* PROBLEM TO WORK ON:
Return the following from the records below: each line, word for word, starting with the line that contains "image.profile = self.stream.read_u16()?;" and going on through the line that contains "if len as u32", with nothing outside that range.

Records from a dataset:
impl<'a, 'b> J2kParser<'a, 'b> {
    pub fn new(stream: &'b mut MemoryStream<'a>, reduce_factor: u32) -> Self {
        Self {
            stream,
            reduce_factor,
            image: ImageHeader::default(),
        }
    }

    /// Parses the main header and returns the image description.
    ///
    /// On success the stream is positioned right after the first SOT marker.
    pub fn read_header(mut self) -> Result<ImageHeader, HeaderError> {
        self.parse_main_header()?;
        Ok(self.image)
    }

    pub fn parse_main_header(&mut self) -> Result<(), HeaderError> {
        let soc = self.stream.read_u16()?;
        if soc != J2kMarkerCode::StartOfCodestream.code() {
            return Err(HeaderError::StartOfCodestreamNotFound);
        }

        if self.read_marker()? != J2kMarkerCode::ImageAndTileSize.code() {
            return Err(HeaderError::ImageAndTileSizeNotFirst);
        }
        self.parse_siz()?;

        loop {
            if self.stream.remaining() == 0 {
                return Err(HeaderError::StartOfTileNotFound);
            }
            let code = self.read_marker()?;
            let Ok(marker) = J2kMarkerCode::try_from((code & 0xFF) as u8) else {
                if code < MINIMUM_SEGMENT_MARKER {
                    return Err(HeaderError::UnexpectedMarker(code));
                }
                log::warn!("skipping unknown marker {:#06x} in main header", code);
                self.skip_segment(code)?;
                continue;
            };

            match marker {
                J2kMarkerCode::StartOfTile => break,
                J2kMarkerCode::ImageAndTileSize => {
                    return Err(HeaderError::DuplicateImageAndTileSize);
                }
                J2kMarkerCode::CodingStyleDefault => self.parse_cod()?,
                J2kMarkerCode::CodingStyleComponent => self.parse_coc()?,
                J2kMarkerCode::QuantizationDefault => self.parse_qcd()?,
                J2kMarkerCode::QuantizationComponent => self.parse_qcc()?,
                J2kMarkerCode::RegionOfInterest => self.parse_rgn()?,
                J2kMarkerCode::Capability => self.parse_cap()?,
                J2kMarkerCode::Comment => self.parse_com()?,
                J2kMarkerCode::StartOfCodestream
                | J2kMarkerCode::StartOfData
                | J2kMarkerCode::EndOfCodestream => {
                    return Err(HeaderError::UnexpectedMarker(code));
                }
                J2kMarkerCode::TilePartLengths
                | J2kMarkerCode::PacketLengthMain
                | J2kMarkerCode::CorrespondingProfile
                | J2kMarkerCode::ProgressionOrderChange
                | J2kMarkerCode::PackedPacketHeadersMain
                | J2kMarkerCode::ComponentRegistration => self.skip_segment(code)?,
            }
        }

        if self.image.cod.is_none() {
            return Err(HeaderError::CodingStyleDefaultNotFound);
        }
        if self.image.qcd.is_none() {
            return Err(HeaderError::QuantizationDefaultNotFound);
        }
        Ok(())
    }

    fn read_marker(&mut self) -> Result<u16, HeaderError> {
        let b1 = self.stream.read_u8()?;
        if b1 != MARKER_START_BYTE {
            return Err(HeaderError::MarkerStartByteNotFound(b1));
        }
        let b2 = self.stream.read_u8()?;
        Ok(((b1 as u16) << 8) | b2 as u16)
    }

    /// Reads the Lxxx field and returns the stream position the segment ends at.
    fn read_segment_length(&mut self, marker: u16, minimum: u16) -> Result<u64, HeaderError> {
        let length = self.stream.read_u16()?;
        if length < minimum || (length as usize) < SEGMENT_LENGTH_SIZE {
            return Err(HeaderError::InvalidMarkerSegmentSize { marker, length });
        }
        let payload = (length as usize - SEGMENT_LENGTH_SIZE) as u64;
        if payload > self.stream.remaining() {
            return Err(HeaderError::UnexpectedEndOfStream);
        }
        Ok(self.stream.position() + payload)
    }

    /// Moves to the end of a segment, failing if its fields overran the length.
    fn finish_segment(&mut self, marker: u16, end: u64) -> Result<(), HeaderError> {
        let position = self.stream.position();
        if position > end {
            return Err(HeaderError::InvalidMarkerSegmentSize {
                marker,
                length: (end + SEGMENT_LENGTH_SIZE as u64 - position) as u16,
            });
        }
        self.stream.seek(end)
    }

    fn skip_segment(&mut self, marker: u16) -> Result<(), HeaderError> {
        let end = self.read_segment_length(marker, SEGMENT_LENGTH_SIZE as u16)?;
        self.stream.seek(end)
    }

    fn read_component_index(&mut self) -> Result<u16, HeaderError> {
        let count = self.image.component_count() as u16;
        let index = if count < TWO_BYTE_COMPONENT_INDEX_THRESHOLD {
            self.stream.read_u8()? as u16
        } else {
            self.stream.read_u16()?
        };
        if index >= count {
            return Err(HeaderError::InvalidComponentIndex { index, count });
        }
        Ok(index)
    }

    fn check_reduce_factor(&self, resolutions: u32) -> Result<(), HeaderError> {
        if self.reduce_factor >= resolutions {
            return Err(HeaderError::ReduceFactorTooHigh {
                reduce: self.reduce_factor,
                resolutions,
            });
        }
        Ok(())
    }

    pub fn parse_siz(&mut self) -> Result<(), HeaderError> {
        let marker = J2kMarkerCode::ImageAndTileSize.code();
        let len = self.stream.read_u16()?;
        if len < SIZ_FIXED_LENGTH {
            return Err(HeaderError::InvalidMarkerSegmentSize {
                marker,
                length: len,
            });
        }
        let image = &mut self.image;
        image.profile = self.stream.read_u16()?;
        image.x_extent = self.stream.read_u32()?;
        image.y_extent = self.stream.read_u32()?;
        image.x_origin = self.stream.read_u32()?;
        image.y_origin = self.stream.read_u32()?;

        image.tile_width = self.stream.read_u32()?;
        image.tile_height = self.stream.read_u32()?;
        image.tile_x_origin = self.stream.read_u32()?;
        image.tile_y_origin = self.stream.read_u32()?;

        let comps = self.stream.read_u16()?;
        if len as u32 != SIZ_FIXED_LENGTH as u32 + 3 * comps as u32 {
            return Err(HeaderError::InvalidMarkerSegmentSize {
                marker,
                length: len,
            });
        }
        if comps > MAXIMUM_COMPONENT_COUNT {
            return Err(HeaderError::InvalidImageAndTileSize("too many components"));
        }
        if image.x_extent <= image.x_origin || image.y_extent <= image.y_origin {
            return Err(HeaderError::InvalidImageAndTileSize("empty image area"));
        }
        if image.tile_width == 0 || image.tile_height == 0 {
            return Err(HeaderError::InvalidImageAndTileSize("zero tile size"));
        }
        if image.tile_x_origin > image.x_origin || image.tile_y_origin > image.y_origin {
            return Err(HeaderError::InvalidImageAndTileSize(
                "tile grid starts after the image area",
            ));
        }
        if image.tile_x_origin as u64 + image.tile_width as u64 <= image.x_origin as u64
            || image.tile_y_origin as u64 + image.tile_height as u64 <= image.y_origin as u64
        {
            return Err(HeaderError::InvalidImageAndTileSize(
                "first tile does not overlap the image area",
            ));
        }

        for _ in 0..comps {
            let depth_byte = self.stream.read_u8()?;
            let depth = (depth_byte & 0x7F) + 1;
            let is_signed = (depth_byte & 0x80) != 0;
            let dx = self.stream.read_u8()?;
            let dy = self.stream.read_u8()?;
            if depth > MAXIMUM_COMPONENT_PRECISION {
                return Err(HeaderError::InvalidImageAndTileSize("component precision"));
            }
            if dx == 0 || dy == 0 {
                return Err(HeaderError::InvalidImageAndTileSize("zero subsampling factor"));
            }
            self.image.components.push(ComponentInfo {
                depth,
                is_signed,
                dx,
                dy,
            });
        }

        log::debug!(
            "SIZ: {}x{} at ({}, {}), tiles {}x{}, {} components",
            self.image.width(),
            self.image.height(),
            self.image.x_origin,
            self.image.y_origin,
            self.image.tile_width,
            self.image.tile_height,
            comps
        );
        Ok(())
    }

    pub fn parse_cod(&mut self) -> Result<(), HeaderError> {
        let marker = J2kMarkerCode::CodingStyleDefault.code();
        let end = self.read_segment_length(marker, COD_FIXED_LENGTH)?;
        let len = (end - self.stream.position()) as u16 + SEGMENT_LENGTH_SIZE as u16;

        let scod = self.stream.read_u8()?; // coding style flags
        let sprog = self.stream.read_u8()?; // progression order
        let nlayers = self.stream.read_u16()?; // number of layers
        let mct = self.stream.read_u8()?; // multi-component transform flag
        let decomposition_levels = self.stream.read_u8()?;
        let codeblock_width_exp = self.stream.read_u8()?; // log2 - 2
        let codeblock_height_exp = self.stream.read_u8()?;
        let codeblock_style = self.stream.read_u8()?;
        let transformation = self.stream.read_u8()?;

        // Lcod = 12, plus one byte per resolution level when precincts are user defined.
        let precinct_bytes = if (scod & 0x01) != 0 {
            decomposition_levels as u16 + 1
        } else {
            0
        };
        if len != COD_FIXED_LENGTH + precinct_bytes {
            return Err(HeaderError::InvalidMarkerSegmentSize {
                marker,
                length: len,
            });
        }
        if sprog > MAXIMUM_PROGRESSION_ORDER {
            return Err(HeaderError::InvalidCodingStyle("unknown progression order"));
        }
        if nlayers == 0 {
            return Err(HeaderError::InvalidCodingStyle("zero quality layers"));
        }
        if decomposition_levels > MAXIMUM_DECOMPOSITION_LEVELS {
            return Err(HeaderError::InvalidCodingStyle("too many decomposition levels"));
        }
        if codeblock_width_exp as u16 + codeblock_height_exp as u16
            > MAXIMUM_CODEBLOCK_EXPONENT_SUM as u16
        {
            return Err(HeaderError::InvalidCodingStyle("code-block too large"));
        }
        if transformation > 1 {
            return Err(HeaderError::InvalidCodingStyle("unknown wavelet transformation"));
        }
        let precinct_sizes = self.stream.read_bytes(precinct_bytes as u64)?.to_vec();
        self.finish_segment(marker, end)?;

        let cod = CodingStyle {
            coding_style: scod,
            progression_order: sprog,
            number_of_layers: nlayers,
            mct,
            decomposition_levels,
            codeblock_width_exp,
            codeblock_height_exp,
            codeblock_style,
            transformation,
            precinct_sizes,
        };
        self.check_reduce_factor(cod.resolution_levels())?;
        self.image.cod = Some(cod);
        Ok(())
    }

    pub fn parse_coc(&mut self) -> Result<(), HeaderError> {
        let marker = J2kMarkerCode::CodingStyleComponent.code();
        let end = self.read_segment_length(marker, 9)?;
        let _index = self.read_component_index()?;
        let _scoc = self.stream.read_u8()?;
        let decomposition_levels = self.stream.read_u8()?;
        if decomposition_levels > MAXIMUM_DECOMPOSITION_LEVELS {
            return Err(HeaderError::InvalidCodingStyle("too many decomposition levels"));
        }
        self.check_reduce_factor(decomposition_levels as u32 + 1)?;
        self.finish_segment(marker, end)
    }

    pub fn parse_qcd(&mut self) -> Result<(), HeaderError> {
        let marker = J2kMarkerCode::QuantizationDefault.code();
        let end = self.read_segment_length(marker, 4)?;
        let sqcd = self.stream.read_u8()?; // quantization style flags

        let mut bytes_left = end - self.stream.position();
        let mut step_sizes = Vec::new();
        match sqcd & 0x1F {
            // No quantization: one 8-bit exponent per sub-band.
            0x00 => {
                while bytes_left >= 1 {
                    // Align 8-bit steps (Exp << 3) to 16-bit format (Exp << 11)
                    step_sizes.push((self.stream.read_u8()? as u16) << 8);
                    bytes_left -= 1;
                }
            }
            // Scalar derived: a single value for the LL band.
            0x01 => {
                if bytes_left != 2 {
                    return Err(HeaderError::InvalidQuantization("derived style needs one step size"));
                }
                step_sizes.push(self.stream.read_u16()?);
            }
            // Scalar expounded: one 16-bit value per sub-band.
            0x02 => {
                if bytes_left % 2 != 0 {
                    return Err(HeaderError::InvalidQuantization("odd step size length"));
                }
                while bytes_left >= 2 {
                    step_sizes.push(self.stream.read_u16()?);
                    bytes_left -= 2;
                }
            }
            _ => return Err(HeaderError::InvalidQuantization("unknown quantization style")),
        }
        self.finish_segment(marker, end)?;

        self.image.qcd = Some(Quantization {
            quant_style: sqcd,
            step_sizes,
        });
        Ok(())
    }

    pub fn parse_qcc(&mut self) -> Result<(), HeaderError> {
        let marker = J2kMarkerCode::QuantizationComponent.code();
        let end = self.read_segment_length(marker, 5)?;
        let _index = self.read_component_index()?;
        self.finish_segment(marker, end)
    }

    pub fn parse_cap(&mut self) -> Result<(), HeaderError> {
        let marker = J2kMarkerCode::Capability.code();
        // Must have at least Pcap (4 bytes)
        let end = self.read_segment_length(marker, 6)?;
        let pcap = self.stream.read_u32()?;

        let mut ccap = Vec::new();
        while end - self.stream.position() >= 2 {
            ccap.push(self.stream.read_u16()?);
        }
        self.finish_segment(marker, end)?;

        self.image.cap = Some(Capabilities { pcap, ccap });
        Ok(())
    }

    pub fn parse_rgn(&mut self) -> Result<(), HeaderError> {
        let marker = J2kMarkerCode::RegionOfInterest.code();
        let end = self.read_segment_length(marker, 5)?;
        let component_index = self.read_component_index()?;
        let roi_style = self.stream.read_u8()?;
        let shift_value = self.stream.read_u8()?;
        self.finish_segment(marker, end)?;

        self.image.regions.push(RegionOfInterest {
            component_index,
            roi_style,
            shift_value,
        });
        Ok(())
    }

    pub fn parse_com(&mut self) -> Result<(), HeaderError> {
        let marker = J2kMarkerCode::Comment.code();
        let end = self.read_segment_length(marker, 4)?;
        let registration = self.stream.read_u16()?;
        let text = self.stream.read_bytes(end - self.stream.position())?;
        if registration == 1 {
            self.image.comments.push(text.iter().map(|&b| b as char).collect());
        } else {
            log::debug!("ignoring binary comment of {} bytes", text.len());
        }
        Ok(())
    }
}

* FINISHED EXERCISE:
        image.profile = self.stream.read_u16()?;
        image.x_extent = self.stream.read_u32()?;
        image.y_extent = self.stream.read_u32()?;
        image.x_origin = self.stream.read_u32()?;
        image.y_origin = self.stream.read_u32()?;

        image.tile_width = self.stream.read_u32()?;
        image.tile_height = self.stream.read_u32()?;
        image.tile_x_origin = self.stream.read_u32()?;
        image.tile_y_origin = self.stream.read_u32()?;

        let comps = self.stream.read_u16()?;
        if len as u32 != SIZ_FIXED_LENGTH as u32 + 3 * comps as u32 {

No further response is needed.